Earning her a second Grammy® nomination, this cinematic album formed the blueprint for the solo career that followed: notions of physical and sonic space are inverted; instruments flow into each other like  merging streams; disparate systems of tuning, scale, and instrumentation are made to sound as if they were always meant to co-exist. Her follow-up album Breathing Underwater, created in  collaboration with multi-instrumentalist Karsh Kale, envisioned a sonic world where ragas, bright analogue soundscapes, contemplative electronics, and guest turns by Ravi Shankar, Sting, and Bollywood superstars Shankar Mahadevan and Sunidhi Chauhan could sit next to each other  without seeming an inch out of place.

Signing to Deutsche Grammophon in 2011 marked the start of a decade of unbridled musical  fertility. Over the course of four distinct albums– each of them Grammy®-nominated– disparate threads were woven into a tapestry, even as themes shifted and sound palettes expanded. Deep meditations of love and loss on the Nitin Sawhney-produced Traces Of You featured the soulful  singing of Anoushka’s half-sister Norah Jones and nestled against a quietly triumphant return to  pure raga improvisations on Home.

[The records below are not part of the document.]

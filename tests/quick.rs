#![cfg(not(miri))]

#[macro_use]
extern crate quickcheck;

use bitprobe::HashMap as ProbeMap;
use bitprobe::{Bitset, Status};

use quickcheck::Arbitrary;
use quickcheck::Gen;

use fnv::FnvHasher;
use std::hash::{BuildHasher, BuildHasherDefault};
type FnvBuilder = BuildHasherDefault<FnvHasher>;
type ProbeMapFnv<K, V> = ProbeMap<K, V, FnvBuilder>;

use std::cmp::min;
use std::collections::HashMap;
use std::collections::HashSet;
use std::fmt::Debug;
use std::hash::Hash;
use std::iter::FromIterator;
use std::ops::Deref;

fn set<'a, T: 'a, I>(iter: I) -> HashSet<T>
where
    I: IntoIterator<Item = &'a T>,
    T: Copy + Hash + Eq,
{
    iter.into_iter().cloned().collect()
}

quickcheck! {
    fn contains(insert: Vec<u32>) -> bool {
        let mut map = ProbeMap::new();
        for &key in &insert {
            map.insert(key, ());
        }
        insert.iter().all(|&key| map.get(&key).is_some())
    }

    fn contains_not(insert: Vec<u8>, not: Vec<u8>) -> bool {
        let mut map = ProbeMap::new();
        for &key in &insert {
            map.insert(key, ());
        }
        let nots = &set(&not) - &set(&insert);
        nots.iter().all(|&key| map.get(&key).is_none() && map.status() == Status::NotFound)
    }

    fn insert_remove(insert: Vec<u8>, remove: Vec<u8>) -> bool {
        let mut map = ProbeMap::new();
        for &key in &insert {
            map.insert(key, ());
        }
        for &key in &remove {
            map.remove(&key);
        }
        let elements = &set(&insert) - &set(&remove);
        map.len() == elements.len() && map.iter().count() == elements.len() &&
            elements.iter().all(|k| map.get(k).is_some())
    }

    fn insert_retain(insert: Vec<u8>, retain: Vec<u8>) -> bool {
        let mut map = ProbeMap::new();
        for &key in &insert {
            map.insert(key, ());
        }
        let retain = set(&retain);
        map.retain(|k, _| retain.contains(k));
        let elements = &set(&insert) & &retain;
        map.len() == elements.len() && map.iter().count() == elements.len() &&
            elements.iter().all(|k| map.get(k).is_some())
    }

    fn with_cap(cap: u16) -> bool {
        let map: ProbeMap<u8, u8> = ProbeMap::with_capacity(cap as usize);
        map.capacity() == cap as usize
    }

    fn never_over_capacity(insert: Vec<u16>, remove: Vec<u16>) -> bool {
        let mut map = ProbeMap::with_capacity(1);
        for (&a, &r) in insert.iter().zip(remove.iter().chain(std::iter::repeat(&0))) {
            map.insert(a, a);
            map.remove(&r);
            if map.len() > map.capacity() {
                return false;
            }
        }
        true
    }

    fn bitset_matches_reference(max: u16, ops: Vec<(bool, u16)>) -> bool {
        let max = max as usize + 1;
        let mut bits = Bitset::new(max).unwrap();
        let mut reference = HashSet::new();
        for (add, key) in ops {
            let key = key as usize % max;
            if add {
                bits.add(key);
                reference.insert(key);
            } else {
                bits.remove(key);
                reference.remove(&key);
            }
        }
        bits.count_ones() == reference.len() && (0..max).all(|k| bits.contains(k) == reference.contains(&k))
    }
}

use Op::*;
#[derive(Copy, Clone, Debug)]
enum Op<K, V> {
    Add(K, V),
    Remove(K),
    ShrinkToFit,
    ReplaceWithClone,
    Reserve(u16),
    Resize(u16),
    Drain,
}

impl<K, V> Arbitrary for Op<K, V>
where
    K: Arbitrary,
    V: Arbitrary,
{
    fn arbitrary(g: &mut Gen) -> Self {
        match u32::arbitrary(g) % 16 {
            0..=5 => Add(K::arbitrary(g), V::arbitrary(g)),
            6..=10 => Remove(K::arbitrary(g)),
            11 => ShrinkToFit,
            12 => ReplaceWithClone,
            13 => Reserve(u16::arbitrary(g) % 1024),
            14 => Resize(u16::arbitrary(g) % 1024),
            _ => Drain,
        }
    }
}

fn do_ops<K, V, S>(ops: &[Op<K, V>], a: &mut ProbeMap<K, V, S>, b: &mut HashMap<K, V>)
where
    K: Hash + Eq + Clone,
    V: Clone + PartialEq + Debug,
    S: BuildHasher + Clone,
{
    for op in ops {
        match *op {
            Add(ref k, ref v) => {
                assert_eq!(a.insert(k.clone(), v.clone()), b.insert(k.clone(), v.clone()));
            }
            Remove(ref k) => {
                assert_eq!(a.remove(k), b.remove(k));
            }
            ShrinkToFit => {
                a.shrink_to_fit();
                b.shrink_to_fit();
                assert_eq!(a.capacity(), b.len());
            }
            ReplaceWithClone => {
                *a = a.clone();
                *b = b.clone();
            }
            Reserve(n) => {
                a.reserve(n as usize);
                b.reserve(n as usize);
                assert!(a.capacity() >= a.len() + n as usize);
            }
            Resize(n) => {
                let n = n as usize;
                let allowed = n != 0 && n >= a.len();
                assert_eq!(a.resize(n).is_ok(), allowed);
                if allowed {
                    assert_eq!(a.capacity(), n);
                } else {
                    assert_eq!(a.status(), Status::InvalidRequest);
                }
            }
            Drain => {
                assert_eq!(a.drain().count(), b.len());
                b.clear();
            }
        }
        assert!(a.len() <= a.capacity());
    }
}

fn assert_maps_equivalent<K, V, S>(a: &ProbeMap<K, V, S>, b: &HashMap<K, V>) -> bool
where
    K: Hash + Eq + Debug,
    V: Eq + Debug,
    S: BuildHasher,
{
    assert_eq!(a.len(), b.len());
    assert_eq!(a.iter().next().is_some(), b.iter().next().is_some());
    for key in a.keys() {
        assert!(b.contains_key(key), "b does not contain {:?}", key);
    }
    for key in b.keys() {
        assert!(a.get(key).is_some(), "a does not contain {:?}", key);
    }
    for key in a.keys() {
        assert_eq!(a[key], b[key]);
    }
    true
}

quickcheck! {
    fn operations_i8(ops: Large<Vec<Op<i8, i8>>>) -> bool {
        let mut map = ProbeMap::new();
        let mut reference = HashMap::new();
        do_ops(&ops, &mut map, &mut reference);
        assert_maps_equivalent(&map, &reference)
    }

    fn operations_fnv(ops: Large<Vec<Op<u16, i8>>>) -> bool {
        let mut map = ProbeMapFnv::default();
        let mut reference = HashMap::new();
        do_ops(&ops, &mut map, &mut reference);
        assert_maps_equivalent(&map, &reference)
    }

    fn operations_string(ops: Vec<Op<Alpha, i8>>) -> bool {
        let mut map = ProbeMap::new();
        let mut reference = HashMap::new();
        do_ops(&ops, &mut map, &mut reference);
        assert_maps_equivalent(&map, &reference)
    }

    fn keys_values(ops: Large<Vec<Op<i8, i8>>>) -> bool {
        let mut map = ProbeMap::new();
        let mut reference = HashMap::new();
        do_ops(&ops, &mut map, &mut reference);
        let mut visit = ProbeMap::new();
        for (k, v) in map.keys().zip(map.values()) {
            assert_eq!(&map[k], v);
            assert!(!visit.contains_key(k));
            visit.insert(*k, *v);
        }
        assert_eq!(visit.len(), reference.len());
        true
    }

    fn keys_values_mut(ops: Large<Vec<Op<i8, i8>>>) -> bool {
        let mut map = ProbeMap::new();
        let mut reference = HashMap::new();
        do_ops(&ops, &mut map, &mut reference);
        let mut visit = ProbeMap::new();
        let keys = Vec::from_iter(map.keys().cloned());
        for (k, v) in keys.iter().zip(map.values_mut()) {
            assert_eq!(&reference[k], v);
            assert!(!visit.contains_key(k));
            visit.insert(*k, *v);
        }
        assert_eq!(visit.len(), reference.len());
        true
    }

    fn equality(ops1: Vec<Op<i8, i8>>, removes: Vec<usize>) -> bool {
        let mut map = ProbeMap::new();
        let mut reference = HashMap::new();
        do_ops(&ops1, &mut map, &mut reference);
        let mut ops2 = ops1.clone();
        for &r in &removes {
            if !ops2.is_empty() {
                let i = r % ops2.len();
                ops2.remove(i);
            }
        }
        let mut map2 = ProbeMapFnv::default();
        let mut reference2 = HashMap::new();
        do_ops(&ops2, &mut map2, &mut reference2);
        let should = reference == reference2;
        assert_eq!(map.len() == map2.len() && map.iter().all(|(k, v)| {
            map2.get(k).map_or(false, |v2| v2 == v)
        }), should);
        true
    }
}

#[derive(Clone, Debug, Hash, PartialEq, Eq)]
struct Alpha(String);

impl Deref for Alpha {
    type Target = String;
    fn deref(&self) -> &String {
        &self.0
    }
}

const ALPHABET: &[u8] = b"abcdefghijklmnopqrstuvwxyz";

impl Arbitrary for Alpha {
    fn arbitrary(g: &mut Gen) -> Self {
        let len = u32::arbitrary(g) as usize % (g.size() + 1);
        let len = min(len, 16);
        Alpha(
            (0..len)
                .map(|_| *g.choose(ALPHABET).unwrap() as char)
                .collect(),
        )
    }

    fn shrink(&self) -> Box<dyn Iterator<Item = Self>> {
        Box::new((**self).shrink().map(Alpha))
    }
}

/// quickcheck Arbitrary adaptor -- make a larger vec
#[derive(Clone, Debug)]
struct Large<T>(T);

impl<T> Deref for Large<T> {
    type Target = T;
    fn deref(&self) -> &T {
        &self.0
    }
}

impl<T> Arbitrary for Large<Vec<T>>
where
    T: Arbitrary,
{
    fn arbitrary(g: &mut Gen) -> Self {
        let len = u32::arbitrary(g) as usize % (g.size() * 10 + 1);
        Large((0..len).map(|_| T::arbitrary(g)).collect())
    }

    fn shrink(&self) -> Box<dyn Iterator<Item = Self>> {
        Box::new((**self).shrink().map(Large))
    }
}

The historical relationship between Indian classical music and Spanish flamenco was explored on the Javier Limón-produced Traveller whilst the current global refugee crisis informed the rallying cry of Land Of Gold. Co-written with frequent collaborator and handpan exponent Manu Delago and featuring M.I.A, Dame Vanessa Redgrave and Alev Lenz, Land Of Gold crystalised Anoushka’s sound: a de-exotified, high-definition sitar  resonating across unpredictable, genre-resistant instrumentation. Alev’s hypnotic presence is also felt on Love Letters, a co-produced album which contains startlingly beautiful turns by Ibeyi, Shilpa Rao and Ayanna Witter-Johnson and distils the raw emotions of each note.

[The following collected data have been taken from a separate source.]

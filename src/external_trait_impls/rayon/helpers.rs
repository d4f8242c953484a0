use alloc::collections::LinkedList;
use alloc::vec::Vec;

use rayon_::iter::{IntoParallelIterator, ParallelIterator};

/// Helper for collecting parallel iterators to an intermediary
pub(super) fn collect<I: IntoParallelIterator>(iter: I) -> (LinkedList<Vec<I::Item>>, usize) {
    let list = iter
        .into_par_iter()
        .fold(Vec::new, |mut vec, elem| {
            vec.push(elem);
            vec
        })
        .map(|vec| {
            let mut list = LinkedList::new();
            list.push_back(vec);
            list
        })
        .reduce(LinkedList::new, |mut list1, mut list2| {
            list1.append(&mut list2);
            list1
        });

    let len = list.iter().map(Vec::len).sum();
    (list, len)
}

A love of connection across borders and timelines has drawn her to collaborate with diverse  artists including Herbie Hancock, Patti Smith, Joshua Bell, Gold Panda, Rodrigo y Gabriela, Thomas Newman, Jules Buckley, Jacob Collier, and His Holiness the Dalai Lama. Her touring career has taken her from legendary jazz cafes to iconic symphony halls and festival stages in front of 40,000 people, her versatility transforming each of these locations into an intimate experience for all listening. That versatility comes out of years spent building the confidence to be artistically truthful and to connect to her audience from the heart.

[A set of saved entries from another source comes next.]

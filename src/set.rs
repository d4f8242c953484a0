use crate::map::{self, HashMap, Keys};
use crate::{DefaultHashBuilder, DefaultLoad, Error, IterStatus, LoadPolicy, Status};
use core::borrow::Borrow;
use core::fmt;
use core::hash::{BuildHasher, Hash};
use core::iter::FusedIterator;

/// A hash set implemented as a [`HashMap`] where the value is `()`.
///
/// Growth, probing and status reporting all behave exactly as for the map.
///
/// ```
/// use bitprobe::HashSet;
///
/// let mut books = HashSet::new();
/// assert!(books.insert("A Dance With Dragons"));
/// assert!(books.insert("The Odyssey"));
/// assert!(!books.insert("The Odyssey"));
///
/// assert!(books.contains("The Odyssey"));
/// assert!(books.remove("The Odyssey"));
/// assert_eq!(books.len(), 1);
/// ```
pub struct HashSet<T, S = DefaultHashBuilder, L = DefaultLoad> {
    pub(crate) map: HashMap<T, (), S, L>,
}

impl<T: Clone, S: Clone, L: Clone> Clone for HashSet<T, S, L> {
    fn clone(&self) -> Self {
        HashSet {
            map: self.map.clone(),
        }
    }
}

#[cfg(feature = "ahash")]
impl<T> HashSet<T, DefaultHashBuilder> {
    /// Creates an empty `HashSet`.
    #[cfg_attr(feature = "inline-more", inline)]
    pub fn new() -> Self {
        Self {
            map: HashMap::new(),
        }
    }

    /// Creates an empty `HashSet` with exactly `capacity` slots.
    #[cfg_attr(feature = "inline-more", inline)]
    pub fn with_capacity(capacity: usize) -> Self {
        Self {
            map: HashMap::with_capacity(capacity),
        }
    }
}

impl<T, S> HashSet<T, S> {
    /// Creates a new empty hash set which will use the given hasher to hash keys.
    #[cfg_attr(feature = "inline-more", inline)]
    pub fn with_hasher(hasher: S) -> Self {
        Self {
            map: HashMap::with_hasher(hasher),
        }
    }

    /// Creates an empty `HashSet` with exactly `capacity` slots, using `hasher` to hash the
    /// keys.
    #[cfg_attr(feature = "inline-more", inline)]
    pub fn with_capacity_and_hasher(capacity: usize, hasher: S) -> Self {
        Self {
            map: HashMap::with_capacity_and_hasher(capacity, hasher),
        }
    }
}

impl<T, S, L> HashSet<T, S, L> {
    /// Creates an empty `HashSet` with exactly `capacity` slots, using `hasher` to hash the
    /// keys and `load` to decide when to grow.
    #[cfg_attr(feature = "inline-more", inline)]
    pub fn with_capacity_hasher_and_load(capacity: usize, hasher: S, load: L) -> Self {
        Self {
            map: HashMap::with_capacity_hasher_and_load(capacity, hasher, load),
        }
    }

    /// Returns a reference to the set's [`BuildHasher`].
    #[cfg_attr(feature = "inline-more", inline)]
    pub fn hasher(&self) -> &S {
        self.map.hasher()
    }

    /// Returns the number of slots in the set.
    #[cfg_attr(feature = "inline-more", inline)]
    pub fn capacity(&self) -> usize {
        self.map.capacity()
    }

    /// Returns the number of elements in the set.
    #[cfg_attr(feature = "inline-more", inline)]
    pub fn len(&self) -> usize {
        self.map.len()
    }

    /// Returns `true` if the set contains no elements.
    #[cfg_attr(feature = "inline-more", inline)]
    pub fn is_empty(&self) -> bool {
        self.map.is_empty()
    }

    /// Returns the outcome of the most recent lookup or mutation.
    #[cfg_attr(feature = "inline-more", inline)]
    pub fn status(&self) -> Status {
        self.map.status()
    }

    /// An iterator visiting all elements in slot order.
    #[cfg_attr(feature = "inline-more", inline)]
    pub fn iter(&self) -> Iter<'_, T> {
        Iter {
            iter: self.map.keys(),
        }
    }

    /// Clears the set, returning all elements in an iterator.
    #[cfg_attr(feature = "inline-more", inline)]
    pub fn drain(&mut self) -> Drain<'_, T> {
        Drain {
            iter: self.map.drain(),
        }
    }

    /// Clears the set, removing all values.
    #[cfg_attr(feature = "inline-more", inline)]
    pub fn clear(&mut self) {
        self.map.clear()
    }

    /// Retains only the elements specified by the predicate.
    pub fn retain<F>(&mut self, mut f: F)
    where
        F: FnMut(&T) -> bool,
    {
        self.map.retain(|k, _| f(k));
    }
}

impl<T, S, L> HashSet<T, S, L>
where
    T: Eq + Hash,
    S: BuildHasher,
    L: LoadPolicy,
{
    /// Returns `true` if the set contains a value.
    #[cfg_attr(feature = "inline-more", inline)]
    pub fn contains<Q: ?Sized>(&self, value: &Q) -> bool
    where
        T: Borrow<Q>,
        Q: Hash + Eq,
    {
        self.map.contains_key(value)
    }

    /// Returns a reference to the value in the set, if any, that is equal to the given value.
    #[cfg_attr(feature = "inline-more", inline)]
    pub fn get<Q: ?Sized>(&self, value: &Q) -> Option<&T>
    where
        T: Borrow<Q>,
        Q: Hash + Eq,
    {
        self.map.get_key_value(value).map(|(k, _)| k)
    }

    /// Adds a value to the set.
    ///
    /// If the set did not have this value present, `true` is returned. If it did, `false` is
    /// returned and the stored value is left as it was; [`HashSet::replace`] swaps it instead.
    #[cfg_attr(feature = "inline-more", inline)]
    pub fn insert(&mut self, value: T) -> bool {
        self.map.insert(value, ()).is_none()
    }

    /// Adds a value to the set, reporting allocation failure.
    #[cfg_attr(feature = "inline-more", inline)]
    pub fn try_insert(&mut self, value: T) -> Result<bool, Error> {
        self.map.try_insert(value, ()).map(|old| old.is_none())
    }

    /// Adds a value to the set, replacing the existing value, if any, that is equal to the given
    /// one. Returns the replaced value.
    #[cfg_attr(feature = "inline-more", inline)]
    pub fn replace(&mut self, value: T) -> Option<T> {
        let old = self.take(&value);
        self.insert(value);
        old
    }

    /// Removes a value from the set. Returns whether the value was present in the set.
    #[cfg_attr(feature = "inline-more", inline)]
    pub fn remove<Q: ?Sized>(&mut self, value: &Q) -> bool
    where
        T: Borrow<Q>,
        Q: Hash + Eq,
    {
        self.map.remove(value).is_some()
    }

    /// Removes and returns the value in the set, if any, that is equal to the given one.
    #[cfg_attr(feature = "inline-more", inline)]
    pub fn take<Q: ?Sized>(&mut self, value: &Q) -> Option<T>
    where
        T: Borrow<Q>,
        Q: Hash + Eq,
    {
        self.map.remove_entry(value).map(|(k, _)| k)
    }

    /// Rebuilds the set with exactly `capacity` slots. See [`HashMap::resize`].
    #[cfg_attr(feature = "inline-more", inline)]
    pub fn resize(&mut self, capacity: usize) -> Result<(), Error> {
        self.map.resize(capacity)
    }

    /// Reserves room for at least `additional` more elements.
    #[cfg_attr(feature = "inline-more", inline)]
    pub fn reserve(&mut self, additional: usize) {
        self.map.reserve(additional)
    }

    /// Tries to reserve room for at least `additional` more elements.
    #[cfg_attr(feature = "inline-more", inline)]
    pub fn try_reserve(&mut self, additional: usize) -> Result<(), Error> {
        self.map.try_reserve(additional)
    }

    /// Shrinks the set to exactly as many slots as it has elements.
    #[cfg_attr(feature = "inline-more", inline)]
    pub fn shrink_to_fit(&mut self) {
        self.map.shrink_to_fit()
    }

    /// Returns `true` if `self` has no elements in common with `other`.
    pub fn is_disjoint(&self, other: &Self) -> bool {
        self.iter().all(|v| !other.contains(v))
    }

    /// Returns `true` if the set is a subset of another.
    pub fn is_subset(&self, other: &Self) -> bool {
        self.len() <= other.len() && self.iter().all(|v| other.contains(v))
    }
}

impl<T, S, L> PartialEq for HashSet<T, S, L>
where
    T: Eq + Hash,
    S: BuildHasher,
    L: LoadPolicy,
{
    fn eq(&self, other: &Self) -> bool {
        self.len() == other.len() && self.is_subset(other)
    }
}

impl<T, S, L> Eq for HashSet<T, S, L>
where
    T: Eq + Hash,
    S: BuildHasher,
    L: LoadPolicy,
{
}

impl<T: fmt::Debug, S, L> fmt::Debug for HashSet<T, S, L> {
    fn fmt(&self, f: &mut fmt::Formatter<'_>) -> fmt::Result {
        f.debug_set().entries(self.iter()).finish()
    }
}

impl<T, S, L> Default for HashSet<T, S, L>
where
    S: Default,
    L: Default,
{
    /// Creates an empty `HashSet<T, S, L>` with the `Default` value for the hasher and the load
    /// policy.
    #[cfg_attr(feature = "inline-more", inline)]
    fn default() -> Self {
        Self {
            map: HashMap::default(),
        }
    }
}

impl<T, S, L> FromIterator<T> for HashSet<T, S, L>
where
    T: Eq + Hash,
    S: BuildHasher + Default,
    L: LoadPolicy + Default,
{
    #[cfg_attr(feature = "inline-more", inline)]
    fn from_iter<I: IntoIterator<Item = T>>(iter: I) -> Self {
        let mut set = Self::default();
        set.extend(iter);
        set
    }
}

impl<T, S, L> Extend<T> for HashSet<T, S, L>
where
    T: Eq + Hash,
    S: BuildHasher,
    L: LoadPolicy,
{
    #[cfg_attr(feature = "inline-more", inline)]
    fn extend<I: IntoIterator<Item = T>>(&mut self, iter: I) {
        self.map.extend(iter.into_iter().map(|k| (k, ())));
    }
}

impl<'a, T, S, L> Extend<&'a T> for HashSet<T, S, L>
where
    T: 'a + Eq + Hash + Copy,
    S: BuildHasher,
    L: LoadPolicy,
{
    #[cfg_attr(feature = "inline-more", inline)]
    fn extend<I: IntoIterator<Item = &'a T>>(&mut self, iter: I) {
        self.extend(iter.into_iter().copied());
    }
}

impl<'a, T, S, L> IntoIterator for &'a HashSet<T, S, L> {
    type Item = &'a T;
    type IntoIter = Iter<'a, T>;

    #[cfg_attr(feature = "inline-more", inline)]
    fn into_iter(self) -> Iter<'a, T> {
        self.iter()
    }
}

impl<T, S, L> IntoIterator for HashSet<T, S, L> {
    type Item = T;
    type IntoIter = IntoIter<T>;

    /// Creates a consuming iterator, that is, one that moves each value out of the set in slot
    /// order. The set cannot be used after calling this.
    #[cfg_attr(feature = "inline-more", inline)]
    fn into_iter(self) -> IntoIter<T> {
        IntoIter {
            iter: self.map.into_iter(),
        }
    }
}

/// An iterator over the items of a `HashSet`.
///
/// This `struct` is created by the [`iter`] method on [`HashSet`].
///
/// [`iter`]: struct.HashSet.html#method.iter
pub struct Iter<'a, K> {
    iter: Keys<'a, K, ()>,
}

impl<K> Iter<'_, K> {
    /// Where the iterator is in its lifecycle.
    pub fn status(&self) -> IterStatus {
        self.iter.status()
    }
}

impl<K> Clone for Iter<'_, K> {
    #[cfg_attr(feature = "inline-more", inline)]
    fn clone(&self) -> Self {
        Iter {
            iter: self.iter.clone(),
        }
    }
}

impl<K: fmt::Debug> fmt::Debug for Iter<'_, K> {
    fn fmt(&self, f: &mut fmt::Formatter<'_>) -> fmt::Result {
        f.debug_list().entries(self.clone()).finish()
    }
}

impl<'a, K> Iterator for Iter<'a, K> {
    type Item = &'a K;

    #[cfg_attr(feature = "inline-more", inline)]
    fn next(&mut self) -> Option<&'a K> {
        self.iter.next()
    }

    #[cfg_attr(feature = "inline-more", inline)]
    fn size_hint(&self) -> (usize, Option<usize>) {
        self.iter.size_hint()
    }
}

impl<K> ExactSizeIterator for Iter<'_, K> {}
impl<K> FusedIterator for Iter<'_, K> {}

/// An owning iterator over the items of a `HashSet`.
///
/// This `struct` is created by the [`into_iter`] method on [`HashSet`] (provided by the
/// `IntoIterator` trait).
///
/// [`into_iter`]: struct.HashSet.html#method.into_iter
pub struct IntoIter<K> {
    iter: map::IntoIter<K, ()>,
}

impl<K> Iterator for IntoIter<K> {
    type Item = K;

    #[cfg_attr(feature = "inline-more", inline)]
    fn next(&mut self) -> Option<K> {
        self.iter.next().map(|(k, _)| k)
    }

    #[cfg_attr(feature = "inline-more", inline)]
    fn size_hint(&self) -> (usize, Option<usize>) {
        self.iter.size_hint()
    }
}

impl<K> ExactSizeIterator for IntoIter<K> {}
impl<K> FusedIterator for IntoIter<K> {}

/// A draining iterator over the items of a `HashSet`.
///
/// This `struct` is created by the [`drain`] method on [`HashSet`].
///
/// [`drain`]: struct.HashSet.html#method.drain
pub struct Drain<'a, K> {
    iter: map::Drain<'a, K, ()>,
}

impl<K> Iterator for Drain<'_, K> {
    type Item = K;

    #[cfg_attr(feature = "inline-more", inline)]
    fn next(&mut self) -> Option<K> {
        self.iter.next().map(|(k, _)| k)
    }

    #[cfg_attr(feature = "inline-more", inline)]
    fn size_hint(&self) -> (usize, Option<usize>) {
        self.iter.size_hint()
    }
}

impl<K> ExactSizeIterator for Drain<'_, K> {}
impl<K> FusedIterator for Drain<'_, K> {}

Anoushka’s foray into film composition began with the British Film Institute’s restoration of Shiraz, one of the first major Indian silent feature films, later performing the soundtrack live in sync to the film. Following that, she co-composed the score to Mira Nair’s A Suitable Boy, creating a sonic portrait of post-partition India that went on to be nominated for Best Television Soundtrack at the Ivor Novello awards.

A tireless activist who has worked frequently with organisations such as the UNHCR and Choose Love, for whom she is now an official Ambassador, Anoushka’s commitment to humanitarian work deepened in 2012 following the news of a horrific attack on a woman in India that shook the world. Since then, she has been outspoken about her experiences as a woman and a survivor of child abuse, throwing her weight behind campaigns such as One Billion Rising, becoming inaugural President of the F-List: a UK database created to help bridge the gender gap in music, and an Ambassador for The Walk, an international artistic project in support of refugees.

Her commitment to raising her voice is just as clear in her music–in 2022 she released ‘In Her Name’, a piece written in remembrance of Jyoti Singh, and all women who have suffered violence–as it is in her online presence, where, in her typically confessional manner, she regularly discusses her own experiences. All of this speaks to a rare breed of artist; one who can balance many lives in one, each one as natural as the next. Anoushka’s tempests of sound present ancient instruments in modern light, not as exotic set pieces, but as living, breathing, and wildly expressive, full-bodied gifts to this world.

Every note played comes from the soul, “playing to connect to the innermost part of myself and hopefully the listener, evoking empathy or a feeling of hope…you have to believe 
you might make a difference in order to bother trying”.